(Saved data entries)
┌──

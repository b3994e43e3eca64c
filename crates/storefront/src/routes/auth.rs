//! Authentication route handlers.
//!
//! Registration and login hand back a session token; the client sends it in
//! the `token` header and checks it with `/auth/verify`.

use axum::{Json, extract::State, http::StatusCode};
use tracing::{info, instrument};

use frostbites_core::api::{LoginRequest, RegisterRequest, TokenResponse, VerifyResponse};

use crate::error::{Result, set_sentry_user};
use crate::middleware::RequireUser;
use crate::routes::ApiJson;
use crate::services::AuthService;
use crate::state::AppState;

/// `POST /auth/register`: create an account and sign the new user in.
#[instrument(skip(state, body), fields(email = %body.email))]
pub async fn register(
    State(state): State<AppState>,
    ApiJson(body): ApiJson<RegisterRequest>,
) -> Result<(StatusCode, Json<TokenResponse>)> {
    let user = AuthService::new(state.pool())
        .register(&body.name, &body.email, &body.password)
        .await?;

    let token = state.tokens().issue(user.id, user.is_admin)?;
    set_sentry_user(&user.id, Some(user.email.as_str()));
    info!(user_id = %user.id, "Account registered");

    Ok((
        StatusCode::CREATED,
        Json(TokenResponse {
            success: true,
            token,
        }),
    ))
}

/// `POST /auth/login`: exchange credentials for a session token.
#[instrument(skip(state, body), fields(email = %body.email))]
pub async fn login(
    State(state): State<AppState>,
    ApiJson(body): ApiJson<LoginRequest>,
) -> Result<Json<TokenResponse>> {
    let user = AuthService::new(state.pool())
        .login(&body.email, &body.password)
        .await?;

    let token = state.tokens().issue(user.id, user.is_admin)?;
    set_sentry_user(&user.id, Some(user.email.as_str()));
    info!(user_id = %user.id, is_admin = user.is_admin, "User logged in");

    Ok(Json(TokenResponse {
        success: true,
        token,
    }))
}

/// `GET /auth/verify`: report whether the token is valid and carries the admin claim.
///
/// Only reached with a verified token; the middleware answers 403 otherwise.
pub async fn verify(RequireUser(user): RequireUser) -> Json<VerifyResponse> {
    Json(VerifyResponse {
        success: true,
        is_admin: user.is_admin,
    })
}
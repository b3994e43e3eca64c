//! Frost Bites storefront API library.
//!
//! This crate provides the storefront HTTP API as a library,
//! allowing it to be tested and reused by the CLI.

#![cfg_attr(not(test), forbid(unsafe_code))]

pub mod config;
pub mod db;
pub mod error;
pub mod middleware;
pub mod models;
pub mod routes;
pub mod services;
pub mod state;
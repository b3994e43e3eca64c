//! Business logic services for the storefront.
//!
//! # Services
//!
//! - `auth` - Account registration and password login
//! - `catalog` - Product CRUD behind a short-lived cache
//! - `token` - Session token signing and verification

pub mod auth;
pub mod catalog;
pub mod token;

pub use auth::{AuthError, AuthService};
pub use catalog::ProductCatalog;
pub use token::{TokenError, TokenService};
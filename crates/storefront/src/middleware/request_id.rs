//! Request ID middleware for request tracing and correlation.
//!
//! Every response carries an `x-request-id` header. An ID supplied by an
//! upstream proxy is reused if it looks sane; otherwise a UUID v4 is minted.
//! The ID is also recorded on the tracing span and tagged on the Sentry scope.

use axum::{extract::Request, http::HeaderValue, middleware::Next, response::Response};
use tracing::Span;
use uuid::Uuid;

/// The HTTP header name for request IDs.
pub const REQUEST_ID_HEADER: &str = "x-request-id";

/// Longest upstream request ID we are willing to echo back.
const MAX_REQUEST_ID_LENGTH: usize = 128;

/// Request ID stored in the request extensions for handlers that want it.
#[derive(Debug, Clone, PartialEq, Eq)]
pub struct RequestId(pub String);

/// Reuse a well-formed upstream ID, otherwise generate one.
fn resolve_request_id(upstream: Option<&HeaderValue>) -> String {
    upstream
        .and_then(|h| h.to_str().ok())
        .map(str::trim)
        .filter(|id| {
            !id.is_empty()
                && id.len() <= MAX_REQUEST_ID_LENGTH
                && id
                    .chars()
                    .all(|c| c.is_ascii_alphanumeric() || matches!(c, '-' | '_' | '.'))
        })
        .map_or_else(|| Uuid::new_v4().to_string(), String::from)
}

/// Middleware that ensures every request has a unique request ID.
pub async fn request_id_middleware(mut request: Request, next: Next) -> Response {
    let request_id = resolve_request_id(request.headers().get(REQUEST_ID_HEADER));

    Span::current().record("request_id", &request_id);
    sentry::configure_scope(|scope| {
        scope.set_tag("request_id", &request_id);
    });

    request
        .extensions_mut()
        .insert(RequestId(request_id.clone()));

    let mut response = next.run(request).await;

    if let Ok(value) = HeaderValue::from_str(&request_id) {
        response.headers_mut().insert(REQUEST_ID_HEADER, value);
    }

    response
}
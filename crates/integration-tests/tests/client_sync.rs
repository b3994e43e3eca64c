//! Integration tests for the client state types against the live API.
//!
//! These tests require:
//! - A migrated `PostgreSQL` database (fb-cli migrate)
//! - The storefront running (cargo run -p frostbites-storefront)
//! - `STOREFRONT_DATABASE_URL` pointing at the same database, for admin accounts
//!
//! Run with: cargo test -p frostbites-integration-tests -- --ignored

#![allow(clippy::unwrap_used)]

use frostbites_client::routing::navigate;
use frostbites_client::{
    ApiClient, AuthFlags, AuthSync, Catalog, ClientConfig, MemoryTokenStore, NoticeLevel, Notices,
    Route,
};
use frostbites_core::ProductDraft;
use frostbites_core::api::{LoginRequest, RegisterRequest};
use frostbites_integration_tests::{
    TEST_PASSWORD, TestContext, grant_admin, storefront_base_url, unique_email, unique_product_name,
};

fn api() -> ApiClient {
    let config = ClientConfig::new(&storefront_base_url()).unwrap();
    ApiClient::new(&config).unwrap()
}

#[tokio::test]
#[ignore = "Requires running storefront and database"]
async fn test_sync_with_expired_session_keeps_flags_and_notifies() {
    let api = api();
    let mut notices = Notices::default();
    let mut auth = AuthSync::new(MemoryTokenStore::with_token("stale.session.token"));
    auth.set_authenticated(true);

    auth.sync(&api, &mut notices).await;

    assert!(auth.flags().is_authenticated);
    let notice = notices.last().unwrap();
    assert_eq!(notice.level, NoticeLevel::Error);
    assert_eq!(notice.message, "Not authorized");
}

#[tokio::test]
#[ignore = "Requires running storefront and database"]
async fn test_register_then_route_gating() {
    let api = api();
    let mut notices = Notices::default();
    let mut auth = AuthSync::new(MemoryTokenStore::default());

    auth.sync(&api, &mut notices).await;
    assert_eq!(navigate("/profile", auth.flags()), Route::NotFound);

    auth.register(
        &api,
        &RegisterRequest {
            name: "Route Tester".to_string(),
            email: unique_email(),
            password: TEST_PASSWORD.to_string(),
        },
        &mut notices,
    )
    .await
    .unwrap();
    auth.sync(&api, &mut notices).await;

    assert_eq!(auth.flags(), AuthFlags::user());
    assert_eq!(navigate("/profile", auth.flags()), Route::Profile);
    assert_eq!(navigate("/admin", auth.flags()), Route::NotFound);
    assert_eq!(navigate("/login", auth.flags()), Route::Home);
}

#[tokio::test]
#[ignore = "Requires running storefront and database"]
async fn test_admin_catalog_round_trip() {
    let ctx = TestContext::new();
    let email = unique_email();
    ctx.register(&email).await;
    grant_admin(&email).await;

    let api = api();
    let mut notices = Notices::default();
    let mut auth = AuthSync::new(MemoryTokenStore::default());
    auth.login(
        &api,
        &LoginRequest {
            email,
            password: TEST_PASSWORD.to_string(),
        },
        &mut notices,
    )
    .await
    .unwrap();
    auth.sync(&api, &mut notices).await;
    assert_eq!(auth.flags(), AuthFlags::admin());
    assert_eq!(navigate("/admin", auth.flags()), Route::Admin);

    let mut catalog = Catalog::new();
    catalog.refresh(&api, &mut notices).await;
    let before = catalog.products().len();

    let name = unique_product_name("Client");
    let draft = ProductDraft::new("https://cdn.frostbites.co/client.jpg", &name, "6.75");
    let token = auth.token();
    let created = catalog
        .create(&api, token.as_deref(), &draft, &mut notices)
        .await
        .unwrap();
    assert_eq!(catalog.products().len(), before + 1);
    assert_eq!(notices.last().unwrap().message, format!("{name} created"));

    catalog
        .delete(&api, token.as_deref(), created.product_id, &mut notices)
        .await
        .unwrap();
    assert!(catalog.get(created.product_id).is_none());
}
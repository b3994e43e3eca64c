//! HTTP route handlers for the storefront API.
//!
//! # Route Structure
//!
//! ```text
//! GET    /health               - Liveness check
//! GET    /health/ready         - Readiness check (database)
//!
//! # Auth
//! POST   /auth/register        - Create account, returns token (rate limited)
//! POST   /auth/login           - Returns token (rate limited)
//! GET    /auth/verify          - Token check, returns admin flag (token)
//!
//! # Products
//! GET    /product              - Catalog listing
//! POST   /product/create       - Create product (token, admin)
//! PUT    /product/{id}         - Update product (token, admin)
//! DELETE /product/{id}         - Delete product (token, admin)
//! ```

pub mod auth;
pub mod health;
pub mod products;

use std::time::Duration;

use axum::{
    Router,
    extract::{
        FromRequest, FromRequestParts,
        rejection::{JsonRejection, PathRejection},
    },
    http::{HeaderName, HeaderValue, Method, header::CONTENT_TYPE},
    middleware::{from_fn, from_fn_with_state},
    routing::{get, post, put},
};
use tower_http::cors::CorsLayer;
use tower_http::trace::{DefaultOnResponse, OnResponse, TraceLayer};
use tracing::Span;

use frostbites_core::api::TOKEN_HEADER;

use crate::error::AppError;
use crate::middleware::{
    auth_rate_limiter, request_id_middleware, security_headers_middleware, token_auth_middleware,
};
use crate::services::TokenService;
use crate::state::AppState;

/// JSON body extractor whose rejections use the API error shape.
#[derive(FromRequest)]
#[from_request(via(axum::Json), rejection(AppError))]
pub struct ApiJson<T>(pub T);

impl From<JsonRejection> for AppError {
    fn from(rejection: JsonRejection) -> Self {
        Self::BadRequest(rejection.body_text())
    }
}

/// Path parameter extractor whose rejections use the API error shape.
#[derive(FromRequestParts)]
#[from_request(via(axum::extract::Path), rejection(AppError))]
pub struct ApiPath<T>(pub T);

impl From<PathRejection> for AppError {
    fn from(rejection: PathRejection) -> Self {
        Self::BadRequest(rejection.body_text())
    }
}

/// Create the auth routes router.
pub fn auth_routes(tokens: TokenService) -> Router<AppState> {
    let credentials = Router::new()
        .route("/register", post(auth::register))
        .route("/login", post(auth::login))
        .layer(auth_rate_limiter());

    Router::new()
        .route("/verify", get(auth::verify))
        .route_layer(from_fn_with_state(tokens, token_auth_middleware))
        .merge(credentials)
}

/// Create the product routes router.
pub fn product_routes(tokens: TokenService) -> Router<AppState> {
    Router::new()
        .route("/create", post(products::create))
        .route("/{id}", put(products::update).delete(products::delete))
        .route_layer(from_fn_with_state(tokens, token_auth_middleware))
}

/// Create all routes for the storefront.
pub fn routes(state: &AppState) -> Router<AppState> {
    Router::new()
        .route("/health", get(health::health))
        .route("/health/ready", get(health::readiness))
        .route("/product", get(products::index))
        .nest("/product", product_routes(state.tokens().clone()))
        .nest("/auth", auth_routes(state.tokens().clone()))
        .fallback(not_found)
        .method_not_allowed_fallback(method_not_allowed)
}

async fn not_found() -> AppError {
    AppError::NotFound("Not found".to_string())
}

async fn method_not_allowed() -> AppError {
    AppError::MethodNotAllowed
}

/// CORS for the browser client.
///
/// Restricted to the configured origin when there is one, otherwise any origin.
fn cors_layer(client_origin: Option<&str>) -> CorsLayer {
    let Some(origin) = client_origin else {
        return CorsLayer::permissive();
    };

    let layer = CorsLayer::new()
        .allow_methods([Method::GET, Method::POST, Method::PUT, Method::DELETE])
        .allow_headers([CONTENT_TYPE, HeaderName::from_static(TOKEN_HEADER)])
        .max_age(Duration::from_secs(60 * 60));

    match HeaderValue::from_str(origin) {
        Ok(origin) => layer.allow_origin(origin),
        Err(e) => {
            tracing::warn!(error = %e, "Invalid client origin, cross-origin requests disabled");
            layer
        }
    }
}

/// The complete application: routes, middleware, and state.
pub fn app(state: AppState) -> Router {
    let cors = cors_layer(state.config().client_origin.as_deref());

    routes(&state)
        .layer(cors)
        .layer(from_fn(security_headers_middleware))
        .layer(from_fn(request_id_middleware))
        .layer(
            TraceLayer::new_for_http()
                .make_span_with(|request: &axum::http::Request<_>| {
                    tracing::info_span!(
                        "http_request",
                        method = %request.method(),
                        uri = %request.uri(),
                        request_id = tracing::field::Empty,
                        user_id = tracing::field::Empty,
                        status = tracing::field::Empty,
                        latency_ms = tracing::field::Empty,
                    )
                })
                .on_response(
                    |response: &axum::http::Response<_>, latency: Duration, span: &Span| {
                        span.record("status", response.status().as_u16());
                        span.record(
                            "latency_ms",
                            u64::try_from(latency.as_millis()).unwrap_or(u64::MAX),
                        );
                        DefaultOnResponse::default().on_response(response, latency, span);
                    },
                ),
        )
        .with_state(state)
        // Sentry layers (outermost for full request coverage)
        .layer(sentry_tower::NewSentryLayer::new_from_top())
        .layer(sentry_tower::SentryHttpLayer::new().enable_transaction())
}
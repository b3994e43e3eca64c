//! Account management commands.
//!
//! Accounts are created through `POST /auth/register`; the admin claim can
//! only be granted from here.
//!
//! # Usage
//!
//! ```bash
//! fb-cli user promote -e owner@frostbites.co
//! fb-cli user promote -e owner@frostbites.co --revoke
//! ```
//!
//! The new flag is picked up at the account's next login. Tokens that were
//! already issued keep their claim until they expire.

use thiserror::Error;

use frostbites_core::{Email, EmailError};
use frostbites_storefront::db::{self, RepositoryError, UserRepository};

use super::{DATABASE_URL_VAR, database_url};

/// Errors that can occur during account operations.
#[derive(Debug, Error)]
pub enum UserError {
    /// Required environment variable is missing.
    #[error("Missing environment variable: {0}")]
    MissingEnvVar(&'static str),

    /// Database connection error.
    #[error("Database connection error: {0}")]
    Database(#[from] sqlx::Error),

    #[error("Invalid email: {0}")]
    InvalidEmail(#[from] EmailError),

    #[error("No account registered with email: {0}")]
    NotFound(String),

    #[error(transparent)]
    Repository(RepositoryError),
}

/// Set (or clear) the admin flag on an existing account.
///
/// # Errors
///
/// Returns an error if the email is malformed, no account uses it, or the
/// database is unreachable.
pub async fn promote(email: &str, is_admin: bool) -> Result<(), UserError> {
    let email = Email::parse(email)?;
    let database_url = database_url().ok_or(UserError::MissingEnvVar(DATABASE_URL_VAR))?;

    tracing::info!("Connecting to storefront database...");
    let pool = db::create_pool(&database_url).await?;

    UserRepository::new(&pool)
        .set_admin(&email, is_admin)
        .await
        .map_err(|e| match e {
            RepositoryError::NotFound => UserError::NotFound(email.to_string()),
            other => UserError::Repository(other),
        })?;

    if is_admin {
        tracing::info!("Admin access granted to {}", email);
    } else {
        tracing::info!("Admin access revoked from {}", email);
    }
    tracing::warn!("Existing sessions keep their current claim until the token expires");

    Ok(())
}
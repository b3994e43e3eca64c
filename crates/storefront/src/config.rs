//! Storefront configuration loaded from environment variables.
//!
//! # Environment Variables
//!
//! ## Required
//! - `STOREFRONT_DATABASE_URL` - `PostgreSQL` connection string (falls back to `DATABASE_URL`)
//! - `JWT_SECRET` - HMAC secret for session tokens (min 32 chars, high entropy)
//!
//! ## Optional
//! - `STOREFRONT_HOST` - Bind address (default: 127.0.0.1)
//! - `STOREFRONT_PORT` - Listen port (default: 3000)
//! - `JWT_TTL_SECONDS` - Session token lifetime (default: 3600)
//! - `STOREFRONT_CLIENT_ORIGIN` - Allowed CORS origin of the browser client
//! - `SENTRY_DSN` - Sentry error tracking DSN
//! - `SENTRY_ENVIRONMENT` - Sentry environment tag
//! - `SENTRY_SAMPLE_RATE` - Error sample rate (default: 1.0)
//! - `SENTRY_TRACES_SAMPLE_RATE` - Trace sample rate (default: 0.0)

use std::collections::HashMap;
use std::net::{IpAddr, SocketAddr};
use std::time::Duration;

use secrecy::{ExposeSecret, SecretString};
use thiserror::Error;

const MIN_JWT_SECRET_LENGTH: usize = 32;
const MIN_ENTROPY_BITS_PER_CHAR: f64 = 3.3;
const DEFAULT_TOKEN_TTL_SECONDS: u64 = 60 * 60;

/// Blocklist of common placeholder patterns (case-insensitive)
const PLACEHOLDER_PATTERNS: &[&str] = &[
    "your-",
    "changeme",
    "replace",
    "placeholder",
    "example",
    "secret",
    "password",
    "xxx",
    "todo",
    "fixme",
    "insert",
    "put-your",
];

/// Configuration errors that can occur during loading.
#[derive(Debug, Error)]
pub enum ConfigError {
    #[error("Missing environment variable: {0}")]
    MissingEnvVar(String),
    #[error("Invalid environment variable {0}: {1}")]
    InvalidEnvVar(String, String),
    #[error("Insecure secret in {0}: {1}")]
    InsecureSecret(String, String),
}

/// Storefront application configuration.
#[derive(Debug, Clone)]
pub struct StorefrontConfig {
    /// `PostgreSQL` database connection URL (contains password)
    pub database_url: SecretString,
    /// IP address to bind the server to
    pub host: IpAddr,
    /// Port to listen on
    pub port: u16,
    /// Session token settings
    pub jwt: JwtConfig,
    /// Browser client origin allowed by CORS; any origin when unset
    pub client_origin: Option<String>,
    /// Sentry error tracking settings
    pub sentry: SentryConfig,
}

/// Session token configuration.
///
/// Implements `Debug` manually to redact the signing secret.
#[derive(Clone)]
pub struct JwtConfig {
    /// HMAC-SHA256 signing secret
    pub secret: SecretString,
    /// How long an issued token stays valid
    pub ttl: Duration,
}

impl std::fmt::Debug for JwtConfig {
    fn fmt(&self, f: &mut std::fmt::Formatter<'_>) -> std::fmt::Result {
        f.debug_struct("JwtConfig")
            .field("secret", &"[REDACTED]")
            .field("ttl", &self.ttl)
            .finish()
    }
}

/// Sentry configuration.
#[derive(Debug, Clone, Default)]
pub struct SentryConfig {
    pub dsn: Option<String>,
    pub environment: Option<String>,
    pub sample_rate: f32,
    pub traces_sample_rate: f32,
}

impl StorefrontConfig {
    /// Load configuration from environment variables.
    ///
    /// Calls `dotenvy::dotenv()` to load from `.env` file if present.
    ///
    /// # Errors
    ///
    /// Returns `ConfigError` if required variables are missing, invalid, or
    /// if the JWT secret fails validation (length, placeholder, entropy).
    pub fn from_env() -> Result<Self, ConfigError> {
        // Load .env file if present (ignore errors if not found)
        let _ = dotenvy::dotenv();

        let database_url = get_database_url("STOREFRONT_DATABASE_URL")?;
        let host = parse_env("STOREFRONT_HOST", "127.0.0.1")?;
        let port = parse_env("STOREFRONT_PORT", "3000")?;

        Ok(Self {
            database_url,
            host,
            port,
            jwt: JwtConfig::from_env()?,
            client_origin: get_optional_env("STOREFRONT_CLIENT_ORIGIN"),
            sentry: SentryConfig::from_env()?,
        })
    }

    /// Returns the socket address for binding the server.
    #[must_use]
    pub const fn socket_addr(&self) -> SocketAddr {
        SocketAddr::new(self.host, self.port)
    }
}

impl JwtConfig {
    fn from_env() -> Result<Self, ConfigError> {
        let secret = get_validated_secret("JWT_SECRET")?;
        validate_secret_length(&secret, "JWT_SECRET")?;

        let ttl_seconds: u64 =
            parse_env("JWT_TTL_SECONDS", &DEFAULT_TOKEN_TTL_SECONDS.to_string())?;
        if ttl_seconds == 0 {
            return Err(ConfigError::InvalidEnvVar(
                "JWT_TTL_SECONDS".to_string(),
                "must be greater than zero".to_string(),
            ));
        }

        Ok(Self {
            secret,
            ttl: Duration::from_secs(ttl_seconds),
        })
    }
}

impl SentryConfig {
    fn from_env() -> Result<Self, ConfigError> {
        Ok(Self {
            dsn: get_optional_env("SENTRY_DSN"),
            environment: get_optional_env("SENTRY_ENVIRONMENT"),
            sample_rate: parse_env("SENTRY_SAMPLE_RATE", "1.0")?,
            traces_sample_rate: parse_env("SENTRY_TRACES_SAMPLE_RATE", "0.0")?,
        })
    }
}

// =============================================================================
// Helper Functions
// =============================================================================

/// Get a required environment variable.
fn get_required_env(key: &str) -> Result<String, ConfigError> {
    std::env::var(key).map_err(|_| ConfigError::MissingEnvVar(key.to_string()))
}

/// Get database URL with fallback to generic `DATABASE_URL`.
fn get_database_url(primary_key: &str) -> Result<SecretString, ConfigError> {
    if let Ok(value) = std::env::var(primary_key) {
        return Ok(SecretString::from(value));
    }
    if let Ok(value) = std::env::var("DATABASE_URL") {
        return Ok(SecretString::from(value));
    }
    Err(ConfigError::MissingEnvVar(primary_key.to_string()))
}

/// Get an optional environment variable, treating empty values as unset.
fn get_optional_env(key: &str) -> Option<String> {
    std::env::var(key).ok().filter(|v| !v.trim().is_empty())
}

/// Parse an environment variable, falling back to `default` when unset.
fn parse_env<T>(key: &str, default: &str) -> Result<T, ConfigError>
where
    T: std::str::FromStr,
    T::Err: std::fmt::Display,
{
    std::env::var(key)
        .unwrap_or_else(|_| default.to_string())
        .parse::<T>()
        .map_err(|e| ConfigError::InvalidEnvVar(key.to_string(), e.to_string()))
}

/// Validate that a secret meets minimum length requirements.
fn validate_secret_length(secret: &SecretString, var_name: &str) -> Result<(), ConfigError> {
    let value = secret.expose_secret();
    if value.len() < MIN_JWT_SECRET_LENGTH {
        return Err(ConfigError::InsecureSecret(
            var_name.to_string(),
            format!(
                "must be at least {} characters (got {})",
                MIN_JWT_SECRET_LENGTH,
                value.len()
            ),
        ));
    }
    Ok(())
}

/// Calculate Shannon entropy in bits per character.
fn shannon_entropy(s: &str) -> f64 {
    if s.is_empty() {
        return 0.0;
    }

    let mut freq: HashMap<char, usize> = HashMap::new();
    for c in s.chars() {
        *freq.entry(c).or_insert(0) += 1;
    }

    #[allow(clippy::cast_precision_loss)] // String length will never exceed f64 precision
    let len = s.chars().count() as f64;
    freq.values()
        .map(|&count| {
            #[allow(clippy::cast_precision_loss)] // Character count will never exceed f64 precision
            let p = count as f64 / len;
            -p * p.log2()
        })
        .sum()
}

/// Validate that a secret is not a placeholder and has sufficient entropy.
fn validate_secret_strength(secret: &str, var_name: &str) -> Result<(), ConfigError> {
    let lower = secret.to_lowercase();

    if let Some(pattern) = PLACEHOLDER_PATTERNS.iter().find(|p| lower.contains(*p)) {
        return Err(ConfigError::InsecureSecret(
            var_name.to_string(),
            format!("appears to be a placeholder (contains '{pattern}')"),
        ));
    }

    let entropy = shannon_entropy(secret);
    if entropy < MIN_ENTROPY_BITS_PER_CHAR {
        return Err(ConfigError::InsecureSecret(
            var_name.to_string(),
            format!(
                "entropy too low ({entropy:.2} bits/char, need >= {MIN_ENTROPY_BITS_PER_CHAR:.1}). Use a randomly generated secret."
            ),
        ));
    }

    Ok(())
}

/// Load and validate a secret from environment.
fn get_validated_secret(key: &str) -> Result<SecretString, ConfigError> {
    let value = get_required_env(key)?;
    validate_secret_strength(&value, key)?;
    Ok(SecretString::from(value))
}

└──

• EXERCISE BRIEF:
Please print the lines from the start of the records up to and including the line with "use crate::routes::ApiJson;", copying each one exactly and leaving out the rest.

• TASK SOLUTION:
repository b3994e43e3eca64c
filename crates/storefront/src/routes/auth.rs
//! Authentication route handlers.
//!
//! Registration and login hand back a session token; the client sends it in
//! the `token` header and checks it with `/auth/verify`.

use axum::{Json, extract::State, http::StatusCode};
use tracing::{info, instrument};

use frostbites_core::api::{LoginRequest, RegisterRequest, TokenResponse, VerifyResponse};

use crate::error::{Result, set_sentry_user};
use crate::middleware::RequireUser;
use crate::routes::ApiJson;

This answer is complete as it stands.